CRÍTICA

Matogrosso: música y provocación sin tregua

El concierto que ofreció el legendario Ney Matogrosso en el Auditorio Nacional del Sodre fue explosivo. Durante setenta y cinco minutos el cantante brasileño derrochó energía, sensualidad y provocación, al mismo tiempo que sostuvo con la voz intacta un repertorio de dieciocho títulos, basado en su último disco Atento Aos Sinais (Atento a las señales), que interpretó íntegramente.

El eterno femenino de una imaginativa pintora
El artista deslumbró en Montevideo y se entrevistó con el presidente Mujica.Foto. D. Borrelli

Secundado por ocho músicos, hizo su aparición espectacular a las 22 horas en el centro de la escena. Las luces lo apuntaron como dagas, sobre una tarima con dos escalones que terminaba en un espejo. Estaba vestido con un pantalón de cuero negro extremadamente ajustado, botas de taco por encima de la rodilla, un chaleco emplumado, brazaletes, gargantilla, anillos en todos los dedos y una especie de capucha de lentejuelas que completaba su caracterización. A los pocos minutos anunció: "voy a quitarme algo de ropita y vuelvo" y el chaleco dio paso a su torso semicubierto por una red negra.

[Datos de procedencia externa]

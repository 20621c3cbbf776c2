// Copyright (c) 2025 Kirky.X
//
// Licensed under the MIT License
// See LICENSE file in the project root for full license information.

pub mod helpers;
pub mod pipeline_test;
pub mod spreadsheet_flow_test;
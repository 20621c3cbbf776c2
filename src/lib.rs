// Copyright (c) 2025 Kirky.X
//
// Licensed under the MIT License
// See LICENSE file in the project root for full license information.

/// 应用程序模块
///
/// 抓取-转换-投递管道的编排
pub mod application;

/// 配置模块
///
/// 处理应用程序的配置设置和环境变量
pub mod config;

/// 领域模块
///
/// 包含记录模型、抽取规则和投递/通知接口
pub mod domain;

/// 引擎模块
///
/// 页面抓取客户端和浏览器驱动
pub mod engines;

/// 基础设施模块
///
/// 提供外部服务集成：表格 API、表单、邮件
pub mod infrastructure;

/// 工具模块
pub mod utils;
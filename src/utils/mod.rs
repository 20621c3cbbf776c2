// Copyright (c) 2025 Kirky.X
//
// Licensed under the MIT License
// See LICENSE file in the project root for full license information.

/// 工具模块
///
/// 日志初始化
pub mod telemetry;
// Copyright (c) 2025 Kirky.X
//
// Licensed under the MIT License
// See LICENSE file in the project root for full license information.

use serde::Serialize;
use std::fmt;

/// 单条记录的提交结果
///
/// 不做持久化，只汇总进运行级别的计数和日志
#[derive(Debug, Clone, Copy, PartialEq, Eq, Serialize)]
pub enum SubmissionOutcome {
    Success,
    Timeout,
    OtherFailure,
}

/// 表单提交状态机
///
/// `Pending → Navigated → FieldsLocated → Filled → Submitted`，
/// 任意一步失败即结束该条记录的尝试。
#[derive(Debug, Clone, Copy, PartialEq, Eq, Serialize)]
pub enum FormSubmissionState {
    /// 尚未开始
    Pending,
    /// 已打开表单页面
    Navigated,
    /// 三个输入框和提交按钮均已定位
    FieldsLocated,
    /// 字段已填写
    Filled,
    /// 已点击提交
    Submitted,
}

impl fmt::Display for FormSubmissionState {
    fn fmt(&self, f: &mut fmt::Formatter<'_>) -> fmt::Result {
        let name = match self {
            FormSubmissionState::Pending => "pending",
            FormSubmissionState::Navigated => "navigated",
            FormSubmissionState::FieldsLocated => "fields_located",
            FormSubmissionState::Filled => "filled",
            FormSubmissionState::Submitted => "submitted",
        };
        f.write_str(name)
    }
}

/// 一次投递的汇总报告
#[derive(Debug, Clone, PartialEq, Eq, Serialize)]
pub struct DeliveryReport {
    /// 后端名称
    pub backend: &'static str,
    /// 尝试提交的记录数
    pub attempted: usize,
    /// 成功数
    pub succeeded: usize,
    /// 超时数
    pub timed_out: usize,
    /// 其他失败数
    pub failed: usize,
}

impl DeliveryReport {
    pub fn new(backend: &'static str) -> Self {
        Self {
            backend,
            attempted: 0,
            succeeded: 0,
            timed_out: 0,
            failed: 0,
        }
    }

    /// 记录一条提交结果
    pub fn record(&mut self, outcome: SubmissionOutcome) {
        self.attempted += 1;
        match outcome {
            SubmissionOutcome::Success => self.succeeded += 1,
            SubmissionOutcome::Timeout => self.timed_out += 1,
            SubmissionOutcome::OtherFailure => self.failed += 1,
        }
    }

    pub fn failures(&self) -> usize {
        self.timed_out + self.failed
    }
}
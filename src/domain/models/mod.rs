// Copyright (c) 2025 Kirky.X
//
// Licensed under the MIT License
// See LICENSE file in the project root for full license information.

/// 领域模型模块
///
/// - 记录（record）：一条房源的地址、租金、链接和时间戳
/// - 投递（delivery）：提交结果、表单状态和投递报告
pub mod delivery;
pub mod record;
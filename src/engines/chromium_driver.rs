// Copyright (c) 2025 Kirky.X
//
// Licensed under the MIT License
// See LICENSE file in the project root for full license information.

use crate::config::settings::BrowserSettings;
use crate::engines::traits::{ElementCondition, EngineError, FormDriver, SessionLauncher};
use async_trait::async_trait;
use chromiumoxide::error::CdpError;
use chromiumoxide::{Browser, BrowserConfig, Element, Page};
use futures::StreamExt;
use std::future::Future;
use std::time::Duration;
use tokio::task::JoinHandle;

const POLL_INTERVAL: Duration = Duration::from_millis(250);

/// Chromium 会话启动器
///
/// 基于chromiumoxide，本地启动 Chrome 或连接远程调试端口
pub struct ChromiumLauncher {
    settings: BrowserSettings,
}

impl ChromiumLauncher {
    pub fn new(settings: &BrowserSettings) -> Self {
        Self {
            settings: settings.clone(),
        }
    }

    fn remote_url(&self) -> Option<&str> {
        self.settings
            .remote_debugging_url
            .as_deref()
            .map(str::trim)
            .filter(|url| !url.is_empty())
    }
}

#[async_trait]
impl SessionLauncher for ChromiumLauncher {
    type Driver = ChromiumDriver;

    /// 启动隔离的浏览器会话
    ///
    /// # 参数
    ///
    /// * `user_agent` - 会话使用的 User-Agent
    ///
    /// # 返回值
    ///
    /// * `Ok(ChromiumDriver)` - 已打开空白页的驱动
    /// * `Err(EngineError)` - 浏览器无法启动或连接
    async fn launch(&self, user_agent: &str) -> Result<ChromiumDriver, EngineError> {
        let remote = self.remote_url().map(str::to_string);

        let (mut browser, mut handler) = if let Some(ref url) = remote {
            tracing::info!("Connecting to remote Chrome instance at: {}", url);
            Browser::connect(url.as_str()).await.map_err(|e| {
                EngineError::Browser(format!("Failed to connect to remote Chrome: {}", e))
            })?
        } else {
            let mut builder = BrowserConfig::builder()
                .no_sandbox()
                .request_timeout(Duration::from_secs(self.settings.request_timeout_secs))
                .arg("--incognito")
                .arg("--disable-gpu")
                .arg("--disable-dev-shm-usage")
                .arg(format!("--user-agent={}", user_agent));

            if !self.settings.headless {
                builder = builder.with_head();
            }

            Browser::launch(builder.build().map_err(EngineError::Browser)?)
                .await
                .map_err(|e| EngineError::Browser(e.to_string()))?
        };

        // Spawn a handler to process browser events
        let handler_task = tokio::spawn(async move {
            while let Some(h) = handler.next().await {
                if h.is_err() {
                    break;
                }
            }
        });

        let page = match open_page(&browser, user_agent).await {
            Ok(page) => page,
            Err(e) => {
                if remote.is_none() {
                    let _ = browser.close().await;
                }
                handler_task.abort();
                return Err(e);
            }
        };

        tracing::debug!("Browser session started with user agent: {}", user_agent);

        Ok(ChromiumDriver {
            browser,
            page,
            handler: Some(handler_task),
            remote: remote.is_some(),
        })
    }
}

async fn open_page(browser: &Browser, user_agent: &str) -> Result<Page, EngineError> {
    let page = browser
        .new_page("about:blank")
        .await
        .map_err(|e| EngineError::Browser(e.to_string()))?;

    page.set_user_agent(user_agent)
        .await
        .map_err(|e| EngineError::Browser(e.to_string()))?;

    Ok(page)
}

/// Chromium 表单驱动
///
/// 独占一个页面；`quit` 之后所有操作都不再可用
/// 元素尚未出现或尚不可点击
///
/// 其余错误（连接断开、无响应等）说明会话已不可用，继续轮询没有意义
fn is_pending(error: &CdpError) -> bool {
    matches!(
        error,
        CdpError::NotFound | CdpError::Chrome(_) | CdpError::ChromeMessage(_)
    )
}

/// 反复执行 `probe` 直到成功、出现非等待类错误或超过 `timeout`
async fn poll_until<T, F, Fut>(timeout: Duration, mut probe: F) -> Result<T, EngineError>
where
    F: FnMut() -> Fut,
    Fut: Future<Output = Result<T, CdpError>>,
{
    tokio::time::timeout(timeout, async {
        loop {
            match probe().await {
                Ok(value) => return Ok(value),
                Err(e) if is_pending(&e) => tokio::time::sleep(POLL_INTERVAL).await,
                Err(e) => return Err(EngineError::Browser(e.to_string())),
            }
        }
    })
    .await
    .map_err(|_| EngineError::Timeout)?
}

pub struct ChromiumDriver {
    browser: Browser,
    page: Page,
    handler: Option<JoinHandle<()>>,
    remote: bool,
}

#[async_trait]
impl FormDriver for ChromiumDriver {
    type Element = Element;

    async fn navigate(&mut self, url: &str) -> Result<(), EngineError> {
        self.page
            .goto(url)
            .await
            .map_err(|e| EngineError::Browser(format!("Navigation to {} failed: {}", url, e)))?;
        Ok(())
    }

    async fn wait_for(
        &mut self,
        xpath: &str,
        condition: ElementCondition,
        timeout: Duration,
    ) -> Result<Element, EngineError> {
        let page = &self.page;

        poll_until(timeout, || async move {
            let element = page.find_xpath(xpath).await?;
            if condition == ElementCondition::Clickable {
                element.clickable_point().await?;
            }
            Ok::<_, CdpError>(element)
        })
        .await
    }

    async fn click(&mut self, element: &Element) -> Result<(), EngineError> {
        element
            .click()
            .await
            .map_err(|e| EngineError::Browser(format!("Click failed: {}", e)))?;
        Ok(())
    }

    async fn type_text(&mut self, element: &Element, text: &str) -> Result<(), EngineError> {
        element
            .type_str(text)
            .await
            .map_err(|e| EngineError::Browser(format!("Input failed: {}", e)))?;
        Ok(())
    }

    async fn quit(&mut self) -> Result<(), EngineError> {
        let handler = self.handler.take().ok_or(EngineError::SessionClosed)?;

        // A remote browser is shared, only our page is closed there.
        let result = if self.remote {
            self.page.clone().close().await.map(|_| ())
        } else {
            self.browser.close().await.map(|_| ())
        };

        if !self.remote {
            let _ = self.browser.wait().await;
        }
        handler.abort();

        result.map_err(|e| EngineError::Browser(e.to_string()))
    }
}

impl Drop for ChromiumDriver {
    fn drop(&mut self) {
        if let Some(handler) = self.handler.take() {
            handler.abort();
        }
    }
}
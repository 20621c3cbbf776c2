// Copyright (c) 2025 Kirky.X
//
// Licensed under the MIT License
// See LICENSE file in the project root for full license information.

use chrono::Local;
use serde::{Deserialize, Serialize};

/// 采集时间戳格式
pub const TIMESTAMP_FORMAT: &str = "%Y-%m-%d %H:%M:%S";

/// 租房记录
///
/// 管道中流转的基本单元。创建后不再修改，
/// 投递后即被丢弃，不做任何持久化。
#[derive(Debug, Clone, PartialEq, Eq, Serialize, Deserialize)]
pub struct Record {
    /// 地址，可能为空字符串
    pub address: String,
    /// 租金原始文本，保留货币符号
    pub rent: String,
    /// 房源链接，绝对或相对 URL
    pub link: String,
    /// 采集时间，格式为 `YYYY-MM-DD HH:MM:SS`
    pub timestamp: String,
}

impl Record {
    /// 创建一条记录，并以当前本地时间打上时间戳
    pub fn new(address: String, rent: String, link: String) -> Self {
        Self {
            address,
            rent,
            link,
            timestamp: capture_timestamp(),
        }
    }
}

/// 当前本地时间的采集时间戳
pub fn capture_timestamp() -> String {
    Local::now().format(TIMESTAMP_FORMAT).to_string()
}
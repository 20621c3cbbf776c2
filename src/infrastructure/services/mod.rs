// Copyright (c) 2025 Kirky.X
//
// Licensed under the MIT License
// See LICENSE file in the project root for full license information.

/// 基础设施服务模块
///
/// 表单后端、表格后端和 SMTP 邮件通知
pub mod form_backend_impl;
pub mod smtp_notification_impl;
pub mod spreadsheet_backend_impl;
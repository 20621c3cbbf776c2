// Copyright (c) 2025 Kirky.X
//
// Licensed under the MIT License
// See LICENSE file in the project root for full license information.

use crate::domain::models::delivery::DeliveryReport;
use crate::domain::models::record::Record;
use crate::engines::traits::EngineError;
use async_trait::async_trait;
use thiserror::Error;

/// 投递错误类型
///
/// 这里只有致命错误：表单后端的单条失败在内部被隔离，不会出现在返回值中
#[derive(Error, Debug)]
pub enum DeliveryError {
    /// 未配置表格端点
    #[error("Spreadsheet endpoint is not configured")]
    MissingEndpoint,
    /// 没有可用的 User-Agent
    #[error("No user agent configured for the browser session")]
    NoUserAgent,
    /// 浏览器会话无法获取
    #[error("Browser session could not be started: {0}")]
    SessionUnavailable(#[source] EngineError),
    /// 端点返回非 2xx 状态
    #[error("Record #{index} rejected with status {status}: {body}")]
    Rejected {
        index: usize,
        status: u16,
        body: String,
    },
    /// 传输层错误
    #[error("Record #{index} could not be sent: {source}")]
    Transport {
        index: usize,
        #[source]
        source: reqwest::Error,
    },
}

/// 投递后端特质
///
/// 按顺序逐条消费记录序列
#[async_trait]
pub trait DeliveryBackend: Send + Sync {
    /// 提交全部记录
    ///
    /// # 参数
    ///
    /// * `records` - 按抓取顺序排列的记录
    ///
    /// # 返回值
    ///
    /// * `Ok(DeliveryReport)` - 投递完成（可能包含被隔离的单条失败）
    /// * `Err(DeliveryError)` - 致命错误，整批中止
    async fn submit_all(&self, records: &[Record]) -> Result<DeliveryReport, DeliveryError>;

    /// 后端名称
    fn name(&self) -> &'static str;
}
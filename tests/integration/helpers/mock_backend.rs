// Copyright (c) 2025 Kirky.X
//
// Licensed under the MIT License
// See LICENSE file in the project root for full license information.

use async_trait::async_trait;
use rentflow::domain::models::delivery::{DeliveryReport, SubmissionOutcome};
use rentflow::domain::models::record::Record;
use rentflow::domain::services::delivery_service::{DeliveryBackend, DeliveryError};
use rentflow::domain::services::notification_service::NotificationSink;
use std::sync::Mutex;

/// 记录所有收到的记录的后端
#[derive(Default)]
pub struct RecordingBackend {
    pub received: Mutex<Vec<Record>>,
    pub fail_fatally: bool,
    /// 按位置指定每条记录的结果，未指定的记为成功
    pub outcomes: Vec<SubmissionOutcome>,
}

impl RecordingBackend {
    pub fn failing() -> Self {
        Self {
            fail_fatally: true,
            ..Default::default()
        }
    }

    pub fn with_outcomes(outcomes: Vec<SubmissionOutcome>) -> Self {
        Self {
            outcomes,
            ..Default::default()
        }
    }

    pub fn received(&self) -> Vec<Record> {
        self.received.lock().unwrap().clone()
    }
}

#[async_trait]
impl DeliveryBackend for RecordingBackend {
    async fn submit_all(&self, records: &[Record]) -> Result<DeliveryReport, DeliveryError> {
        if self.fail_fatally {
            return Err(DeliveryError::MissingEndpoint);
        }
        let mut report = DeliveryReport::new(self.name());
        for (i, record) in records.iter().enumerate() {
            let outcome = self
                .outcomes
                .get(i)
                .copied()
                .unwrap_or(SubmissionOutcome::Success);
            if outcome == SubmissionOutcome::Success {
                self.received.lock().unwrap().push(record.clone());
            }
            report.record(outcome);
        }
        Ok(report)
    }

    fn name(&self) -> &'static str {
        "recording"
    }
}

/// 记录通知次数
#[derive(Default)]
pub struct RecordingNotifier {
    pub reports: Mutex<Vec<DeliveryReport>>,
}

impl RecordingNotifier {
    pub fn calls(&self) -> usize {
        self.reports.lock().unwrap().len()
    }

    pub fn reports(&self) -> Vec<DeliveryReport> {
        self.reports.lock().unwrap().clone()
    }
}

#[async_trait]
impl NotificationSink for RecordingNotifier {
    async fn notify(&self, report: &DeliveryReport) {
        self.reports.lock().unwrap().push(report.clone());
    }
}
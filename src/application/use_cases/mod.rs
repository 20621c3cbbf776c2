// Copyright (c) 2025 Kirky.X
//
// Licensed under the MIT License
// See LICENSE file in the project root for full license information.

/// 用例模块
///
/// 每个用例代表一个完整的业务流程
pub mod listing_pipeline;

Matogrosso encarna a un personaje provocador que no da tregua. O quizás, debería ajustarse el término: Matogrosso es un provocador que no da tregua. Y en ese sentido, sus encantos vigentes a pesar del paso del tiempo, convierten a este señor de 73 años en un artista deseable para gran parte del público y especialmente para los dos espectadores que se animaron a más: un joven se acercó para besarlo en la boca y otro, más sutil, le tomó la mano.

Pero sería injusto sólo quedarse en la anécdota o en la descripción del personaje que tanto impacto causa en escena, porque no se trata de un juego de seducción caprichoso. El calibre de Matogrosso como intérprete y su historia, y por lo tanto su significado dentro de la música de Brasil, contextualizan su opción estética. Surgido como artista en plena dictadura militar y habiendo escapado de su padre, también militar radical, creó un personaje enmascarado para poder preservar su identidad en las calles. En aquel momento ni siquiera quería representar una figura humana, ni masculina ni femenina y se imaginaba a sí mismo más próximo a un insecto.

En el Auditorio Nacional mostró su talento como showman recorriendo todo el escenario, haciendo además de movimientos pélvicos, grandes gestos con sus brazos y rostro. Hasta sus ojos parecían por momentos desorbitados. Rua da passagem de Arnaldo Antunes y Lenine, la primera canción de Atento aos sinais, marcó el inicio del espectáculo, que continuó, igual que el disco con Incndio de Pedro Luis.

También hizo lugar para Two Naira Fifty Kobo de Caetano Veloso, Astronauta lírico de Vitor Ramil y Ex amor de Martinho Da Vila.

Matogrosso dialoga con los clásicos compositores brasileños al tiempo que pone su voz al servicio de nuevos talentos, en una actitud anti-elitista. Hubo un cambio de vestuario en escena: fue hasta la tarima y comenzó a bajar lentamente el cierre de sus botas, mientras la platea chiflaba. Debajo del pantalón de cuero tenía unas calzas plateadas. Y toda su indumentaria correspondió a ese color.

Al fondo, cuatro pantallas de led ubicadas de forma vertical disparaban imágenes suyas de distintas épocas y de bailes tribales.

Habló muy poco y cuando lo hizo agradeció en español.

Sobre el final anunció que tenía una sorpresa e inmediatamente después interpretó Sea de Jorge Drexler, la misma canción que escogió Fito Páez también esta semana para abrir sus shows en el Teatro Solís. Una coincidencia.

A pesar de la mixtura que presenta la música de Matogrosso, en donde hay cabida para el samba, el pop, el jazz pop, el rock y otros estilos, la sensación in situ es de estar en un concierto de rock.

En la tarde, previo a la función, el artista se entrevistó con el presidente José Mujica, con quien mantuvo una amena conversación y se marchó sorprendido por la efusividad del público local.

SABER MÁS

NEY MATOGROSSO


País de origen: Brasil. Lugar: Auditorio Nacional del Sodre. Día: Jueves 5. Músicos: Marcos Suzano y Felipe Roseno en percusión, Aquiles Moraes en trompeta, Everson Moraes en trombón, Sacha Amback en teclados, Maurício Negão y Maurício Almeida en guitarras y Dunga en bajo.
Repertorio: Disco Atento aos sinais íntegro y canciones de otros compositores de Brasil.